**PROBLEM REQUIREMENTS:** Down to the last character, repeat the entries beneath this task.

**RECORDS FOR THE EXERCISE:**
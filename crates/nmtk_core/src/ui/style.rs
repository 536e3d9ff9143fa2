//! Metrics and colors of the built-in UI layer

use crate::foundation::math::{Color, Vec2, Vec4};

/// Visual style of [`super::ImmediateUi`]
///
/// Sizes are in unscaled pixels; the UI multiplies text metrics by the
/// global font scale.
#[derive(Debug, Clone)]
pub struct Style {
    /// Size of one glyph cell at scale 1.0
    pub glyph_size: Vec2,
    /// Inner padding of windows, popups and buttons
    pub padding: f32,
    /// Vertical gap between widgets
    pub item_spacing: f32,
    /// Size of a window nobody placed yet and docking is off
    pub default_window_size: Vec2,
    /// Minimum width of a menu popup
    pub popup_min_width: f32,
    /// Cursor travel before a title bar press becomes a drag
    pub drag_threshold: f32,
    /// Window body background
    pub window_bg: Color,
    /// Title bar background
    pub title_bg: Color,
    /// Title bar background while being dragged
    pub title_bg_active: Color,
    /// Menu bar and popup background
    pub menu_bg: Color,
    /// Highlight of an open menu header or hovered item
    pub highlight: Color,
    /// Button and input field background
    pub frame_bg: Color,
    /// Separator line
    pub separator: Color,
    /// Text
    pub text: Color,
}

impl Default for Style {
    fn default() -> Self {
        Self {
            glyph_size: Vec2::new(7.0, 13.0),
            padding: 6.0,
            item_spacing: 4.0,
            default_window_size: Vec2::new(320.0, 240.0),
            popup_min_width: 140.0,
            drag_threshold: 3.0,
            window_bg: Vec4::new(0.06, 0.06, 0.06, 0.94),
            title_bg: Vec4::new(0.04, 0.04, 0.04, 1.0),
            title_bg_active: Vec4::new(0.16, 0.29, 0.48, 1.0),
            menu_bg: Vec4::new(0.14, 0.14, 0.14, 1.0),
            highlight: Vec4::new(0.26, 0.59, 0.98, 0.8),
            frame_bg: Vec4::new(0.16, 0.29, 0.48, 0.54),
            separator: Vec4::new(0.43, 0.43, 0.50, 0.5),
            text: Vec4::new(1.0, 1.0, 1.0, 1.0),
        }
    }
}

impl Style {
    /// Size of `text` rendered at `scale`
    #[allow(clippy::cast_precision_loss)]
    pub fn text_size(&self, text: &str, scale: f32) -> Vec2 {
        let chars = text.chars().count() as f32;
        Vec2::new(chars * self.glyph_size.x * scale, self.glyph_size.y * scale)
    }

    /// Height of a single-line framed widget (title bar, menu bar, button)
    pub fn frame_height(&self, scale: f32) -> f32 {
        self.glyph_size.y.mul_add(scale, self.padding)
    }
}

**ANSWER SPACE:**
filename crates/nmtk_core/src/ui/style.rs
repository 536e3d9ff9143fa2
//! Metrics and colors of the built-in UI layer

use crate::foundation::math::{Color, Vec2, Vec4};

/// Visual style of [`super::ImmediateUi`]
///
/// Sizes are in unscaled pixels; the UI multiplies text metrics by the
/// global font scale.
#[derive(Debug, Clone)]
pub struct Style {
    /// Size of one glyph cell at scale 1.0
    pub glyph_size: Vec2,
    /// Inner padding of windows, popups and buttons
    pub padding: f32,
    /// Vertical gap between widgets
    pub item_spacing: f32,
    /// Size of a window nobody placed yet and docking is off
    pub default_window_size: Vec2,
    /// Minimum width of a menu popup
    pub popup_min_width: f32,
    /// Cursor travel before a title bar press becomes a drag
    pub drag_threshold: f32,
    /// Window body background
    pub window_bg: Color,
    /// Title bar background
    pub title_bg: Color,
    /// Title bar background while being dragged
    pub title_bg_active: Color,
    /// Menu bar and popup background
    pub menu_bg: Color,
    /// Highlight of an open menu header or hovered item
    pub highlight: Color,
    /// Button and input field background
    pub frame_bg: Color,
    /// Separator line
    pub separator: Color,
    /// Text
    pub text: Color,
}

impl Default for Style {
    fn default() -> Self {
        Self {
            glyph_size: Vec2::new(7.0, 13.0),
            padding: 6.0,
            item_spacing: 4.0,
            default_window_size: Vec2::new(320.0, 240.0),
            popup_min_width: 140.0,
            drag_threshold: 3.0,
            window_bg: Vec4::new(0.06, 0.06, 0.06, 0.94),
            title_bg: Vec4::new(0.04, 0.04, 0.04, 1.0),
            title_bg_active: Vec4::new(0.16, 0.29, 0.48, 1.0),
            menu_bg: Vec4::new(0.14, 0.14, 0.14, 1.0),
            highlight: Vec4::new(0.26, 0.59, 0.98, 0.8),
            frame_bg: Vec4::new(0.16, 0.29, 0.48, 0.54),
            separator: Vec4::new(0.43, 0.43, 0.50, 0.5),
            text: Vec4::new(1.0, 1.0, 1.0, 1.0),
        }
    }
}

impl Style {
    /// Size of `text` rendered at `scale`
    #[allow(clippy::cast_precision_loss)]
    pub fn text_size(&self, text: &str, scale: f32) -> Vec2 {
        let chars = text.chars().count() as f32;
        Vec2::new(chars * self.glyph_size.x * scale, self.glyph_size.y * scale)
    }

    /// Height of a single-line framed widget (title bar, menu bar, button)
    pub fn frame_height(&self, scale: f32) -> f32 {
        self.glyph_size.y.mul_add(scale, self.padding)
    }
}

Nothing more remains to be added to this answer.